[Stored data entries]

■ ■ ■ ■ ■ ■ ■

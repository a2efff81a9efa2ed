//! Read API over the catalog: ranked search and filtered listing.
//!
//! A request with a non-empty `text_query` is a ranked full-text search
//! (relevance descending, id descending on ties). Without one it is a plain
//! listing, newest record first. Both share the same filters and pagination,
//! and both are deterministic for a fixed corpus so page boundaries never
//! shift between identical calls.

use anyhow::Result;
use serde::Serialize;

use crate::config::{Config, RetrievalConfig};
use crate::error::PipelineError;
use crate::models::DocumentRecord;
use crate::repository::{query_terms, RecordFilter, Repository, SqliteRepository};

#[derive(Debug, Clone, Default)]
pub struct SearchRequest {
    pub text_query: Option<String>,
    pub category: Option<String>,
    pub source_filter: Option<String>,
    pub page: i64,
    pub per_page: i64,
}

impl SearchRequest {
    fn filter(&self) -> RecordFilter {
        RecordFilter {
            category: self.category.clone(),
            source: self.source_filter.clone(),
        }
    }

    /// The query text, or `None` when it has no searchable terms.
    fn text(&self) -> Option<&str> {
        self.text_query
            .as_deref()
            .map(str::trim)
            .filter(|q| !query_terms(q).is_empty())
    }

    pub fn validate(&self, retrieval: &RetrievalConfig) -> Result<(), PipelineError> {
        if self.page < 1 {
            return Err(PipelineError::InvalidRequest(format!(
                "page must be >= 1 (got {})",
                self.page
            )));
        }
        if self.per_page < 1 || self.per_page > retrieval.max_per_page {
            return Err(PipelineError::InvalidRequest(format!(
                "per_page must be in [1, {}] (got {})",
                retrieval.max_per_page, self.per_page
            )));
        }
        if (self.page - 1).checked_mul(self.per_page).is_none() {
            return Err(PipelineError::InvalidRequest(format!(
                "page {} is out of range",
                self.page
            )));
        }
        Ok(())
    }
}

/// One result row. `score` and `snippet` are only set for ranked searches.
#[derive(Debug, Clone, Serialize)]
pub struct SearchHit {
    #[serde(flatten)]
    pub record: DocumentRecord,
    #[serde(skip_serializing_if = "Option::is_none")]
    pub score: Option<f64>,
    #[serde(skip_serializing_if = "Option::is_none")]
    pub snippet: Option<String>,
}

#[derive(Debug, Clone, Serialize)]
pub struct SearchResponse {
    pub results: Vec<SearchHit>,
    pub total: i64,
    pub page: i64,
    pub per_page: i64,
}

/// Validates `request` and runs it against `repository`.
pub async fn execute(
    repository: &dyn Repository,
    retrieval: &RetrievalConfig,
    request: &SearchRequest,
) -> Result<SearchResponse, PipelineError> {
    request.validate(retrieval)?;
    let filter = request.filter();

    let (results, total) = match request.text() {
        Some(text) => {
            let (hits, total) = repository
                .search(text, &filter, request.page, request.per_page)
                .await?;
            let results = hits
                .into_iter()
                .map(|h| SearchHit {
                    record: h.record,
                    score: Some(h.score),
                    snippet: Some(h.snippet),
                })
                .collect();
            (results, total)
        }
        None => {
            let (records, total) = repository
                .query(&filter, request.page, request.per_page)
                .await?;
            let results = records
                .into_iter()
                .map(|record| SearchHit {
                    record,
                    score: None,
                    snippet: None,
                })
                .collect();
            (results, total)
        }
    };

    Ok(SearchResponse {
        results,
        total,
        page: request.page,
        per_page: request.per_page,
    })
}

/// `pcat search` and `pcat list`.
pub async fn run_search(config: &Config, request: SearchRequest) -> Result<()> {
    let repository = SqliteRepository::open(config).await?;
    let result = execute(&repository, &config.retrieval, &request).await;
    repository.close().await;
    let response = result?;

    if response.results.is_empty() {
        println!("No results.");
        return Ok(());
    }

    let first = (response.page - 1).saturating_mul(response.per_page);
    for (i, hit) in response.results.iter().enumerate() {
        let r = &hit.record;
        match hit.score {
            Some(score) => println!(
                "{}. [{:.2}] {} / {}",
                first + i as i64 + 1,
                score,
                r.doc_type,
                r.title
            ),
            None => println!("{}. {} / {}", first + i as i64 + 1, r.doc_type, r.title),
        }
        println!("    source: {} page {}", r.source_id, r.page_index);
        if let Some(ref ext) = r.external_id {
            println!("    external id: {}", ext);
        }
        if let Some(ref snippet) = hit.snippet {
            println!("    excerpt: \"{}\"", snippet.replace('\n', " ").trim());
        }
        println!("    id: {}", r.id);
        println!();
    }
    println!(
        "page {} of {} ({} total)",
        response.page,
        total_pages(response.total, response.per_page),
        response.total
    );

    Ok(())
}

fn total_pages(total: i64, per_page: i64) -> i64 {
    if per_page <= 0 {
        return 0;
    }
    (total + per_page - 1) / per_page
}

■ ■ ■ ■ ■ ■ ■

:: PROBLEM REQUIREMENTS ::
In the lines above, find the word "total" and copy each line that contains it.

:: ANSWER BELOW ::
    pub total: i64,
    let (results, total) = match request.text() {
            let (hits, total) = repository
            (results, total)
            let (records, total) = repository
            (results, total)
        total,
        "page {} of {} ({} total)",
        total_pages(response.total, response.per_page),
        response.total
fn total_pages(total: i64, per_page: i64) -> i64 {
    (total + per_page - 1) / per_page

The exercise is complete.